Nach diesem Maßstab kann die Kammer vorliegend eine versicherte Verrichtung nicht feststellen. Denn der maßgebliche Auslöser der Verfolgung des Straftäters lag hier gerade im Feststellen des Verlustes der Brieftasche, dies war der Grund für die sodann aufgenommene Verfolgung. Dies war in Anbetracht der hierin enthaltenen Dinge, vor allem der für die am Nachmittag desselben Tages geplante Heimreise wichtigen Personaldokumente, in den Augen der Kammer die weit überwiegende Handlungsmotivation. Hypothetische Erwägungen, was der Kläger getan hätte, wenn jemand anderes Opfer des Raubes geworden wäre, sind nach den oben dargestellten Ausführungen des BSG irrelevant und müssen daher außer Acht bleiben. Die Motivation, die Brieftasche wiederzuerlangen, kann indes nach Auffassung der Kammer nicht hinweggedacht werden, ohne dass die Verfolgung entfiele. Auch wenn der Kläger angegeben hat, er habe vor allem den Täter festhalten wollen und auf Hilfe von Dritten gehofft, so stellt dies letztlich nur einen Zwischenschritt im erstrebten Endziel, der Wiedererlangung der Brieftasche dar. Dem kann auch nicht entgegen gehalten werden, dass bei dieser Würdigung Opfer von Eigentumsdelikten stets aus dem Schutzbereich des § 2 Abs. 1 Nr. 13 c) SGB VII ausscheiden, obwohl eine derartige Einschränkung sich aus dem Tatbestand nicht ergibt. Denn zu diesem Ergebnis kommt es auch bei den übrigen Versicherungstatbeständen immer, wenn eine Verrichtung mit gemischter Handlungstendenz vollzogen wird und der versicherte „Anteil“ die Verrichtung nicht wesentlich prägt. Insofern liegt keine Andersbehandlung einer besonderen Personengruppe vor, vielmehr ergibt die Anwendung allgemeiner unfallversicherungsrechtlicher Erwägungen vorliegend, dass der innere Zusammenhang zwischen Verrichtung und versichertem Tatbestand nicht gegeben ist.
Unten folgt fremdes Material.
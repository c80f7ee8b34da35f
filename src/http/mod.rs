//! HTTP protocol handling subsystem.
//!
//! # Data Flow
//! ```text
//! TCP connection
//!     → server.rs (Axum setup, middleware stack)
//!     → request.rs (request ID)
//!     → info.rs (`/`, `/health`) or proxy handler (`/api/{provider}`)
//!     → response.rs (JSON errors, 404 fallback, panic recovery)
//!     → Send to client
//! ```

pub mod info;
pub mod request;
pub mod response;
pub mod server;

pub use request::{MakeRequestUuid, RequestIdExt, X_REQUEST_ID};
pub use server::{AppState, HttpServer};
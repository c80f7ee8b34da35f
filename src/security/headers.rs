//! Security response headers.
//!
//! # Responsibilities
//! - Add browser hardening headers to every response
//!
//! # Design Decisions
//! - Headers are only set when the handler did not set them already
//! - The API serves JSON only, so the CSP forbids everything

use axum::{
    http::{HeaderName, HeaderValue},
    Router,
};
use tower_http::set_header::SetResponseHeaderLayer;

pub const SECURITY_HEADERS: &[(&str, &str)] = &[
    ("content-security-policy", "default-src 'none'; frame-ancestors 'none'"),
    ("cross-origin-opener-policy", "same-origin"),
    ("cross-origin-resource-policy", "same-origin"),
    ("referrer-policy", "no-referrer"),
    ("strict-transport-security", "max-age=15552000; includeSubDomains"),
    ("x-content-type-options", "nosniff"),
    ("x-dns-prefetch-control", "off"),
    ("x-download-options", "noopen"),
    ("x-frame-options", "SAMEORIGIN"),
    ("x-permitted-cross-domain-policies", "none"),
    ("x-xss-protection", "0"),
];

/// Wrap `router` so every response carries [`SECURITY_HEADERS`].
pub fn apply_security_headers(router: Router) -> Router {
    SECURITY_HEADERS
        .iter()
        .fold(router, |router, &(name, value)| {
            router.layer(SetResponseHeaderLayer::if_not_present(
                HeaderName::from_static(name),
                HeaderValue::from_static(value),
            ))
        })
}
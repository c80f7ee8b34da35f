//! News API proxy.
//!
//! # Architecture Overview
//!
//! ```text
//!                      ┌──────────────────────────────────────────────────┐
//!                      │                   NEWS PROXY                      │
//!                      │                                                   │
//!   Client Request     │  ┌──────────┐   ┌────────────┐   ┌────────────┐  │
//!   ───────────────────┼─▶│ security │──▶│   router   │──▶│   proxy    │  │
//!                      │  │cors/rate │   │ /api/{p}   │   │  handler   │  │
//!                      │  └──────────┘   └────────────┘   └─────┬──────┘  │
//!                      │                                        │         │
//!                      │                      params → provider table      │
//!                      │                                        │         │
//!   Client Response    │  ┌──────────┐                    ┌─────▼──────┐  │
//!   ◀──────────────────┼──│ headers  │◀───────────────────│  upstream  │◀─┼── NewsAPI / NewsData
//!                      │  │ + JSON   │                    │   client   │  │   GNews / Currents
//!                      │  └──────────┘                    └────────────┘  │
//!                      │                                                   │
//!                      │  config · observability · lifecycle               │
//!                      └──────────────────────────────────────────────────┘
//! ```

use clap::Parser;
use std::path::PathBuf;
use tokio::net::TcpListener;

use news_proxy::config::loader::{load_config, CONFIG_PATH_ENV};
use news_proxy::observability::{logging, metrics};
use news_proxy::{HttpServer, Shutdown};

#[derive(Parser)]
#[command(name = "news-proxy", version, about = "HTTP proxy for news aggregation APIs")]
struct Args {
    /// Optional TOML configuration file; environment variables override it.
    #[arg(short, long, env = CONFIG_PATH_ENV)]
    config: Option<PathBuf>,
}

#[tokio::main]
async fn main() -> Result<(), Box<dyn std::error::Error>> {
    let args = Args::parse();

    let config = match load_config(args.config.as_deref()) {
        Ok(config) => config,
        Err(e) => {
            eprintln!("news-proxy: {}", e);
            std::process::exit(1);
        }
    };

    logging::init_logging(&config.observability);

    tracing::info!("news-proxy v{} starting", env!("CARGO_PKG_VERSION"));
    tracing::info!(
        bind_address = %config.listener.bind_address,
        allowed_origins = ?config.cors.allowed_origins,
        rate_limit_enabled = config.rate_limit.enabled,
        upstream_timeout_ms = config.timeouts.upstream_ms,
        providers = ?config.providers.enabled().map(|p| p.to_string()).collect::<Vec<_>>(),
        "Configuration loaded"
    );

    if config.observability.metrics_enabled {
        // Validation guarantees the address parses.
        let addr = config.observability.metrics_address.parse()?;
        metrics::init_metrics(addr)?;
    }

    let listener = TcpListener::bind(&config.listener.bind_address).await?;
    tracing::info!(
        address = %listener.local_addr()?,
        "Listening for connections"
    );

    let shutdown = Shutdown::new();
    let signals = shutdown.on_os_signal();
    let server = HttpServer::new(config)?;
    server.run(listener, shutdown.subscribe()).await?;
    signals.abort();

    tracing::info!("Shutdown complete");
    Ok(())
}
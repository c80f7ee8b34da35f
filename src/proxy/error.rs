//! Proxy error taxonomy and its HTTP mapping.

use axum::http::StatusCode;
use axum::response::{IntoResponse, Response};
use thiserror::Error;

use crate::http::response::json_error;

pub const AUTH_FAILED_MESSAGE: &str = "Upstream authentication failed";
pub const FETCH_FAILED_MESSAGE: &str = "Failed to fetch news";

/// Everything that can go wrong while proxying one request.
///
/// Variants carry only redacted detail; none of them may hold a URL, since
/// upstream URLs embed the API key.
#[derive(Debug, Error)]
pub enum ProxyError {
    /// The upstream rejected our key.
    #[error("upstream rejected credentials (status {0})")]
    UpstreamAuth(StatusCode),

    #[error("upstream request timed out")]
    Timeout,

    /// Connection or protocol failure.
    #[error("upstream unreachable: {0}")]
    Unreachable(String),

    /// Non-success status that is not an auth failure.
    #[error("upstream returned status {0}")]
    UpstreamStatus(StatusCode),

    /// Body is not JSON, or not a JSON object.
    #[error("malformed upstream body: {0}")]
    Malformed(String),

    #[error("could not build upstream url: {0}")]
    InvalidUrl(#[from] url::ParseError),
}

impl ProxyError {
    pub fn status_code(&self) -> StatusCode {
        match self {
            ProxyError::UpstreamAuth(_) => StatusCode::UNAUTHORIZED,
            _ => StatusCode::INTERNAL_SERVER_ERROR,
        }
    }

    /// Short label for metrics.
    pub fn kind(&self) -> &'static str {
        match self {
            ProxyError::UpstreamAuth(_) => "auth",
            ProxyError::Timeout => "timeout",
            ProxyError::Unreachable(_) => "unreachable",
            ProxyError::UpstreamStatus(_) => "upstream_status",
            ProxyError::Malformed(_) => "malformed",
            ProxyError::InvalidUrl(_) => "invalid_url",
        }
    }
}

impl From<reqwest::Error> for ProxyError {
    fn from(err: reqwest::Error) -> Self {
        if err.is_timeout() {
            return ProxyError::Timeout;
        }
        // The request URL carries the key.
        let err = err.without_url();
        if err.is_decode() {
            ProxyError::Malformed(err.to_string())
        } else {
            ProxyError::Unreachable(err.to_string())
        }
    }
}

impl IntoResponse for ProxyError {
    fn into_response(self) -> Response {
        let message = match self {
            ProxyError::UpstreamAuth(_) => AUTH_FAILED_MESSAGE,
            _ => FETCH_FAILED_MESSAGE,
        };
        json_error(self.status_code(), message)
    }
}
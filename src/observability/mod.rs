//! Observability subsystem.
//!
//! # Data Flow
//! ```text
//! All subsystems produce:
//!     → logging.rs (structured log events)
//!     → metrics.rs (counters, histograms)
//!
//! Consumers:
//!     → Log aggregation (stdout)
//!     → Metrics endpoint (Prometheus scrape)
//! ```
//!
//! # Design Decisions
//! - Request ID flows through every log line of a request
//! - Metrics are cheap (atomic increments)

pub mod logging;
pub mod metrics;
//! Shared utilities for integration and load testing.

#![allow(dead_code)]

use std::future::Future;
use std::net::SocketAddr;
use std::sync::{Arc, Mutex};
use tokio::io::{AsyncReadExt, AsyncWriteExt};
use tokio::net::TcpListener;

use news_proxy::config::{ApiKey, ProxyConfig};
use news_proxy::proxy::Provider;
use news_proxy::{HttpServer, Shutdown};

/// A raw-TCP stand-in for a news API.
pub struct MockUpstream {
    pub addr: SocketAddr,
    requests: Arc<Mutex<Vec<String>>>,
}

impl MockUpstream {
    pub fn base_url(&self) -> String {
        format!("http://{}", self.addr)
    }

    /// Request targets (path + query) received so far, in arrival order.
    pub fn requests(&self) -> Vec<String> {
        self.requests.lock().unwrap().clone()
    }
}

/// Start a mock upstream that always answers `status` with `body`.
pub async fn start_mock_upstream(status: u16, body: &'static str) -> MockUpstream {
    start_programmable_upstream(move |_target| async move { (status, body.to_string()) }).await
}

/// Start a programmable mock upstream. `f` receives the request target.
pub async fn start_programmable_upstream<F, Fut>(f: F) -> MockUpstream
where
    F: Fn(String) -> Fut + Send + Sync + 'static,
    Fut: Future<Output = (u16, String)> + Send + 'static,
{
    let listener = TcpListener::bind("127.0.0.1:0").await.unwrap();
    let addr = listener.local_addr().unwrap();
    let requests = Arc::new(Mutex::new(Vec::new()));
    let f = Arc::new(f);

    let seen = requests.clone();
    tokio::spawn(async move {
        loop {
            match listener.accept().await {
                Ok((mut socket, _)) => {
                    let f = f.clone();
                    let seen = seen.clone();
                    tokio::spawn(async move {
                        let Some(target) = read_request_target(&mut socket).await else {
                            return;
                        };
                        seen.lock().unwrap().push(target.clone());

                        let (status, body) = f(target).await;
                        let response = format!(
                            "HTTP/1.1 {} {}\r\nContent-Type: application/json\r\nContent-Length: {}\r\nConnection: close\r\n\r\n{}",
                            status,
                            if status == 200 { "OK" } else { "Mock" },
                            body.len(),
                            body
                        );
                        let _ = socket.write_all(response.as_bytes()).await;
                        let _ = socket.shutdown().await;
                    });
                }
                Err(_) => break,
            }
        }
    });

    MockUpstream { addr, requests }
}

async fn read_request_target(socket: &mut tokio::net::TcpStream) -> Option<String> {
    let mut buf = Vec::new();
    let mut chunk = [0u8; 1024];
    while !buf.windows(4).any(|w| w == b"\r\n\r\n") {
        let n = socket.read(&mut chunk).await.ok()?;
        if n == 0 {
            break;
        }
        buf.extend_from_slice(&chunk[..n]);
    }
    let head = String::from_utf8_lossy(&buf);
    let request_line = head.lines().next()?;
    request_line.split_whitespace().nth(1).map(String::from)
}

pub fn test_key(provider: Provider) -> String {
    format!("secret-{}-key", provider)
}

/// A valid config whose providers all point at `upstream`, under
/// `/{provider}` paths. Rate limiting is off.
pub fn test_config(upstream: &MockUpstream) -> ProxyConfig {
    let mut config = ProxyConfig::default();
    config.listener.bind_address = "127.0.0.1:0".into();
    config.rate_limit.enabled = false;
    config.timeouts.upstream_ms = 2_000;
    for provider in Provider::ALL {
        let p = config.providers.get_mut(provider);
        p.api_key = Some(ApiKey::new(test_key(provider)));
        p.base_url = Some(format!("{}/{}", upstream.base_url(), provider));
    }
    config
}

/// Start the proxy on an ephemeral port and return its base URL.
pub async fn start_proxy(config: ProxyConfig) -> (String, Shutdown) {
    let listener = tokio::net::TcpListener::bind("127.0.0.1:0").await.unwrap();
    let addr = listener.local_addr().unwrap();

    let shutdown = Shutdown::new();
    let server = HttpServer::new(config).unwrap();
    let server_shutdown = shutdown.subscribe();

    tokio::spawn(async move {
        let _ = server.run(listener, server_shutdown).await;
    });

    (format!("http://{}", addr), shutdown)
}
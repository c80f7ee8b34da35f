//! Per-client rate limiting for the news endpoints.

use axum::{
    body::Body,
    extract::{ConnectInfo, State},
    http::{header, HeaderValue, Request, StatusCode},
    middleware::Next,
    response::Response,
};
use dashmap::DashMap;
use std::net::SocketAddr;
use std::sync::Arc;
use std::time::{Duration, Instant};

use crate::config::RateLimitConfig;
use crate::http::response::json_error;
use crate::observability::metrics;

pub const RATE_LIMITED_MESSAGE: &str = "Too many requests, please try again later.";

/// A simple token bucket rate limiter.
struct TokenBucket {
    tokens: f64,
    last_update: Instant,
}

impl TokenBucket {
    fn new(capacity: f64, now: Instant) -> Self {
        Self {
            tokens: capacity,
            last_update: now,
        }
    }

    /// Take a token, or report how long until one is available.
    fn try_acquire(&mut self, capacity: f64, refill_rate: f64, now: Instant) -> Result<(), Duration> {
        let elapsed = now.saturating_duration_since(self.last_update).as_secs_f64();

        // Refill tokens
        self.tokens = (self.tokens + elapsed * refill_rate).min(capacity);
        self.last_update = now;

        if self.tokens >= 1.0 {
            self.tokens -= 1.0;
            Ok(())
        } else {
            Err(Duration::from_secs_f64((1.0 - self.tokens) / refill_rate))
        }
    }
}

/// Token buckets keyed by client IP.
///
/// A client may spend `max_requests` at once; tokens come back at
/// `max_requests / window_secs` per second.
pub struct RateLimiter {
    buckets: DashMap<String, TokenBucket>,
    capacity: f64,
    refill_rate: f64,
    window: Duration,
}

impl RateLimiter {
    pub fn new(config: &RateLimitConfig) -> Self {
        let window = Duration::from_secs(config.window_secs.max(1));
        let capacity = f64::from(config.max_requests.max(1));
        Self {
            buckets: DashMap::new(),
            capacity,
            refill_rate: capacity / window.as_secs_f64(),
            window,
        }
    }

    pub fn check(&self, key: &str) -> Result<(), Duration> {
        self.check_at(key, Instant::now())
    }

    fn check_at(&self, key: &str, now: Instant) -> Result<(), Duration> {
        let mut bucket = self
            .buckets
            .entry(key.to_string())
            .or_insert_with(|| TokenBucket::new(self.capacity, now));
        bucket.try_acquire(self.capacity, self.refill_rate, now)
    }

    /// Drop buckets idle for a full window; they would be full again anyway.
    pub fn prune(&self) {
        self.prune_at(Instant::now());
    }

    fn prune_at(&self, now: Instant) {
        self.buckets
            .retain(|_, bucket| now.saturating_duration_since(bucket.last_update) < self.window);
    }

    pub fn tracked_clients(&self) -> usize {
        self.buckets.len()
    }

    pub fn window(&self) -> Duration {
        self.window
    }
}

/// Middleware function for per-IP rate limiting.
pub async fn rate_limit_middleware(
    State(limiter): State<Arc<RateLimiter>>,
    request: Request<Body>,
    next: Next,
) -> Response {
    let key = request
        .extensions()
        .get::<ConnectInfo<SocketAddr>>()
        .map(|ConnectInfo(addr)| addr.ip().to_string())
        .unwrap_or_else(|| "unknown".to_string());

    match limiter.check(&key) {
        Ok(()) => next.run(request).await,
        Err(retry_after) => {
            tracing::warn!(client = %key, retry_after_secs = retry_after.as_secs(), "Rate limit exceeded");
            metrics::record_rate_limited();
            let mut response = json_error(StatusCode::TOO_MANY_REQUESTS, RATE_LIMITED_MESSAGE);
            let secs = retry_after.as_secs_f64().ceil() as u64;
            response
                .headers_mut()
                .insert(header::RETRY_AFTER, HeaderValue::from(secs.max(1)));
            response
        }
    }
}
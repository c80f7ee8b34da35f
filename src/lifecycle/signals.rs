//! OS signal handling.
//!
//! # Responsibilities
//! - Wait for SIGINT (Ctrl+C) or SIGTERM
//! - Translate either into a graceful shutdown
//!
//! # Design Decisions
//! - Uses Tokio's signal handling (async-safe)
//! - A handler that fails to install never fires, rather than aborting startup

/// Resolve when the process is asked to stop.
pub async fn shutdown_signal() {
    let ctrl_c = async {
        if let Err(e) = tokio::signal::ctrl_c().await {
            tracing::error!(error = %e, "Failed to install Ctrl+C handler");
            std::future::pending::<()>().await;
        }
    };

    #[cfg(unix)]
    let terminate = async {
        use tokio::signal::unix::{signal, SignalKind};
        match signal(SignalKind::terminate()) {
            Ok(mut stream) => {
                stream.recv().await;
            }
            Err(e) => {
                tracing::error!(error = %e, "Failed to install SIGTERM handler");
                std::future::pending::<()>().await;
            }
        }
    };

    #[cfg(not(unix))]
    let terminate = std::future::pending::<()>();

    tokio::select! {
        _ = ctrl_c => {},
        _ = terminate => {},
    }
    tracing::info!("Shutdown signal received");
}
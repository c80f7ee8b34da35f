//! Upstream provider table.
//!
//! Each news API differs only in data: where it lives, what its query
//! parameters are called and how it reports a bad key. One generic handler
//! reads these records instead of carrying per-provider code.

use reqwest::StatusCode;
use serde_json::Value;
use std::fmt;
use url::Url;

use crate::config::schema::{ApiKey, ProvidersConfig};
use crate::proxy::params::ValidatedParams;

/// The news APIs the proxy can front.
#[derive(Debug, Clone, Copy, PartialEq, Eq, Hash)]
pub enum Provider {
    NewsApi,
    NewsData,
    GNews,
    Currents,
}

/// How an upstream reports that the API key was rejected, beyond a 401/403.
#[derive(Debug, Clone, Copy)]
pub enum AuthSignal {
    /// Only the HTTP status says so.
    Status,
    /// A string field at `pointer` (RFC 6901) holds one of `codes`.
    CodeField {
        pointer: &'static str,
        codes: &'static [&'static str],
    },
}

/// Static description of one provider.
#[derive(Debug, Clone, Copy)]
pub struct ProviderSpec {
    /// Route segment under `/api/` and label in logs/metrics.
    pub name: &'static str,
    pub default_base_url: &'static str,
    /// Environment variable holding the key.
    pub key_env_var: &'static str,
    pub key_param: &'static str,
    pub country_param: &'static str,
    /// `None` when the endpoint has no language filter.
    pub language_param: Option<&'static str>,
    pub auth_signal: AuthSignal,
}

const NEWSAPI: ProviderSpec = ProviderSpec {
    name: "newsapi",
    default_base_url: "https://newsapi.org/v2/top-headlines",
    key_env_var: "NEWSAPI_KEY",
    key_param: "apiKey",
    country_param: "country",
    language_param: None,
    auth_signal: AuthSignal::CodeField {
        pointer: "/code",
        codes: &["apiKeyMissing", "apiKeyInvalid", "apiKeyDisabled", "apiKeyExhausted"],
    },
};

const NEWSDATA: ProviderSpec = ProviderSpec {
    name: "newsdata",
    default_base_url: "https://newsdata.io/api/1/news",
    key_env_var: "NEWSDATA_KEY",
    key_param: "apikey",
    country_param: "country",
    language_param: Some("language"),
    auth_signal: AuthSignal::CodeField {
        pointer: "/results/code",
        codes: &["Unauthorized"],
    },
};

const GNEWS: ProviderSpec = ProviderSpec {
    name: "gnews",
    default_base_url: "https://gnews.io/api/v4/top-headlines",
    key_env_var: "GNEWS_KEY",
    key_param: "apikey",
    country_param: "country",
    language_param: Some("lang"),
    auth_signal: AuthSignal::Status,
};

const CURRENTS: ProviderSpec = ProviderSpec {
    name: "currents",
    default_base_url: "https://api.currentsapi.services/v1/latest-news",
    key_env_var: "CURRENTS_KEY",
    key_param: "apiKey",
    country_param: "country",
    language_param: Some("language"),
    auth_signal: AuthSignal::Status,
};

impl Provider {
    pub const ALL: [Provider; 4] = [
        Provider::NewsApi,
        Provider::NewsData,
        Provider::GNews,
        Provider::Currents,
    ];

    pub fn spec(self) -> &'static ProviderSpec {
        match self {
            Provider::NewsApi => &NEWSAPI,
            Provider::NewsData => &NEWSDATA,
            Provider::GNews => &GNEWS,
            Provider::Currents => &CURRENTS,
        }
    }

    /// Look up a provider by its route segment.
    pub fn from_name(name: &str) -> Option<Self> {
        Self::ALL.into_iter().find(|p| p.spec().name == name)
    }

    /// Public path of this provider's endpoint.
    pub fn path(self) -> String {
        format!("/api/{}", self.spec().name)
    }
}

impl fmt::Display for Provider {
    fn fmt(&self, f: &mut fmt::Formatter<'_>) -> fmt::Result {
        f.write_str(self.spec().name)
    }
}

impl ProviderSpec {
    /// Build the upstream request URL.
    ///
    /// Any query already present on `base_url` is kept.
    pub fn upstream_url(
        &self,
        base_url: &str,
        params: ValidatedParams,
        key: &ApiKey,
    ) -> Result<Url, url::ParseError> {
        let mut url = Url::parse(base_url)?;
        {
            let mut query = url.query_pairs_mut();
            query.append_pair(self.country_param, params.country);
            if let Some(language_param) = self.language_param {
                query.append_pair(language_param, params.language);
            }
            query.append_pair(self.key_param, key.expose());
        }
        Ok(url)
    }

    /// Whether an upstream reply means the configured key was refused.
    pub fn is_auth_failure(&self, status: StatusCode, body: Option<&Value>) -> bool {
        if status == StatusCode::UNAUTHORIZED || status == StatusCode::FORBIDDEN {
            return true;
        }
        match self.auth_signal {
            AuthSignal::Status => false,
            AuthSignal::CodeField { pointer, codes } => body
                .and_then(|b| b.pointer(pointer))
                .and_then(Value::as_str)
                .is_some_and(|code| codes.contains(&code)),
        }
    }
}

/// A provider ready to serve: its record plus resolved runtime settings.
#[derive(Debug, Clone)]
pub struct ProviderEndpoint {
    pub provider: Provider,
    pub base_url: String,
    pub api_key: ApiKey,
}

impl ProviderEndpoint {
    pub fn spec(&self) -> &'static ProviderSpec {
        self.provider.spec()
    }

    pub fn upstream_url(&self, params: ValidatedParams) -> Result<Url, url::ParseError> {
        self.spec().upstream_url(&self.base_url, params, &self.api_key)
    }
}

/// Dispatch table of enabled providers, built once at startup.
///
/// Disabled providers and providers without a key are left out, so every
/// lookup that succeeds can be served.
#[derive(Debug, Clone, Default)]
pub struct ProviderTable {
    endpoints: Vec<ProviderEndpoint>,
}

impl ProviderTable {
    pub fn from_config(config: &ProvidersConfig) -> Self {
        let endpoints = Provider::ALL
            .into_iter()
            .filter_map(|provider| {
                let provider_config = config.get(provider);
                if !provider_config.enabled {
                    return None;
                }
                let api_key = provider_config.api_key.clone()?;
                Some(ProviderEndpoint {
                    provider,
                    base_url: provider_config.base_url_for(provider).to_string(),
                    api_key,
                })
            })
            .collect();
        Self { endpoints }
    }

    /// Find an endpoint by route segment.
    pub fn get(&self, name: &str) -> Option<&ProviderEndpoint> {
        self.endpoints.iter().find(|e| e.spec().name == name)
    }

    pub fn providers(&self) -> impl Iterator<Item = Provider> + '_ {
        self.endpoints.iter().map(|e| e.provider)
    }

    pub fn is_empty(&self) -> bool {
        self.endpoints.is_empty()
    }
}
3.) Die Kostenentscheidung beruht auf § 193 Abs. 1 SGG und folgt dem Ausgang des Rechtsstreits.
4.) Da der Kläger vorliegend keinen auf eine Geld-, Dienst- oder Sachleistung gerichteten Verwaltungsakt begehrt, ist gegen dieses Urteil die Berufung ohne Zulassung durch das Sozialgericht statthaft, § 144 Abs. 1 Satz 1 Nr. 1 i.V.m. § 143 SGG.